Вернулся Мурман, увидел их могилы — раскопал себе землю и лёг между Абесаломом и Этери. На его могиле колючки выросли. У подножия всю ночь щенки вылезают и воют. Тянутся друг к другу роза и фиалка, вылезет колючка и не даёт им соединиться.
Амирани. Как появилась форель
Жил один кузнец, Сулкалмахи. Среди тысячи изделий можно было узнать выкованные им вещи. Отправился он в горы железо искать, да нашёл судьбу свою — увидел висящую на скале женщину, молящую о помощи. Не смог никак подступиться к скале Сулкалмахи, взял и выковал цепь с крючком, зацепился за вершину, влез и вызволил женщину. Полюбили они друг друга, и остался надолго Сулкалмахи в её царстве.

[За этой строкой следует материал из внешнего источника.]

//! Control and approval phrases

use crate::config::ConfigError;
use regex::{Regex, RegexBuilder};

/// Whole-message commands that wipe the session from any state
pub const RESTART_PHRASES: &[&str] = &["restart", "reset", "start over", "fresh start"];

/// Default approval patterns (case-insensitive regexes)
pub const DEFAULT_APPROVAL_PHRASES: &[&str] = &[
    r"\blooks good\b",
    r"\blgtm\b",
    r"\bapprove[ds]?\b",
    r"\bthat'?s (good|great|perfect)\b",
    r"\bgo ahead\b",
    r"\bproceed\b",
    r"^\s*(yes|ok|okay|perfect)[.!]*\s*$",
];

pub fn is_restart_command(message: &str) -> bool {
    let normalized = message.trim().to_lowercase();
    RESTART_PHRASES.contains(&normalized.as_str())
}

/// Compiled set of case-insensitive patterns
#[derive(Debug, Clone, Default)]
pub struct PhraseMatcher {
    patterns: Vec<Regex>,
}

impl PhraseMatcher {
    pub fn new<P: AsRef<str>>(patterns: &[P]) -> Result<Self, ConfigError> {
        let patterns = patterns
            .iter()
            .map(|pattern| {
                let pattern = pattern.as_ref();
                RegexBuilder::new(pattern)
                    .case_insensitive(true)
                    .build()
                    .map_err(|source| ConfigError::InvalidPattern {
                        pattern: pattern.to_string(),
                        source,
                    })
            })
            .collect::<Result<Vec<_>, _>>()?;
        Ok(Self { patterns })
    }

    pub fn is_match(&self, message: &str) -> bool {
        self.patterns.iter().any(|p| p.is_match(message))
    }

    pub fn is_empty(&self) -> bool {
        self.patterns.is_empty()
    }
}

Однажды он ушёл, обещая вернуться, поклялся в вечной любви, но на обратном пути не смог реку переплыть. Затянул его водоворот, только успел крикнуть: «Назови сына Амираном» — и превратился в рыбу. Ветер донёс до женщины скорбное известие. Заплакала кровавыми слезами любимая, окропила красными каплями серебристое тело рыбки. И назвали эту рыбу калмахи — форелью. Рыба в воде, женщина — в горах, а любовь — навеки везде.